MINI CASE:  SHREWSBURY HERBAL PRODUCTS, LTD.
Shrewsbury Herbal Products, located in central England close to the Welsh border, is an old-line producer of herbal teas, seasonings, and medicines.  Its products are marketed all over the United Kingdom and in many parts of continental Europe as well.
Shrewsbury Herbal generally invoices in British pound sterling when it sells to foreign customers in order to guard against adverse exchange rate changes.  Nevertheless, it has just received an order from a large wholesaler in central France for £320,000 of its products, conditional upon delivery being made in three months’ time and the order invoiced in euros.
Shrewsbury’s controller, Elton Peters, is concerned with whether the pound will appreciate versus the euro over the next three months, thus eliminating all or most of the profit when the euro receivable is paid.  He thinks this is an unlikely possibility, but he decides to contact the firm’s banker for suggestions about hedging the exchange rate exposure.
menubar
Mr.

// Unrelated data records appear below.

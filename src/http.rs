//! Operator HTTP endpoint.
//!
//! Serves `/metrics` for Prometheus scraping and `/status`, a JSON view of
//! each local replica's availability and preference list.

use crate::node::ReplicaNode;
use axum::{Json, Router, extract::State, routing::get};
use serde::Serialize;
use std::net::SocketAddr;
use std::sync::Arc;

#[derive(Debug, Serialize)]
struct ReplicaStatus {
    id: String,
    endpoint: String,
    crashed: bool,
    crashed_until: Option<String>,
    keys: usize,
    preference_list: Vec<String>,
}

async fn metrics_handler() -> String {
    crate::metrics::gather_metrics()
}

async fn status_handler(
    State(nodes): State<Arc<Vec<Arc<ReplicaNode>>>>,
) -> Json<Vec<ReplicaStatus>> {
    let mut statuses = Vec::with_capacity(nodes.len());
    for node in nodes.iter() {
        statuses.push(ReplicaStatus {
            id: node.node_id().to_string(),
            endpoint: node.identity().endpoint(),
            crashed: node.is_crashed(),
            crashed_until: node.crashed_until().map(|t| t.to_rfc3339()),
            keys: node.key_count().await,
            preference_list: node
                .preference_list()
                .iter()
                .map(|peer| peer.endpoint())
                .collect(),
        });
    }
    Json(statuses)
}

/// Build the router for the given local replicas.
pub fn router(nodes: Vec<Arc<ReplicaNode>>) -> Router {
    Router::new()
        .route("/metrics", get(metrics_handler))
        .route("/status", get(status_handler))
        .with_state(Arc::new(nodes))
}

/// Serve the operator endpoint on `0.0.0.0:port` until the task is aborted.
pub async fn run_http_server(port: u16, nodes: Vec<Arc<ReplicaNode>>) {
    let addr = SocketAddr::from(([0, 0, 0, 0], port));

    let listener = match tokio::net::TcpListener::bind(&addr).await {
        Ok(listener) => listener,
        Err(e) => {
            tracing::error!(%addr, error = %e, "Failed to bind HTTP endpoint");
            return;
        }
    };
    tracing::info!(%addr, "HTTP endpoint listening (/metrics, /status)");

    if let Err(e) = axum::serve(listener, router(nodes)).await {
        tracing::error!(error = %e, "HTTP endpoint error");
    }
}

Peters learns from the banker that the current spot exchange rate is €/£ is €1.4537, thus the invoice amount should be €465,184.  Mr. Peters also learns that the three-month forward rates for the pound and the euro versus the U.S. dollar are $1.8990/£1.00 and $1.3154/€1.00, respectively.  The banker offers to set up a forward hedge for selling the euro receivable for pound sterling based on the €/£ forward cross-exchange rate implicit in the forward rates against the dollar.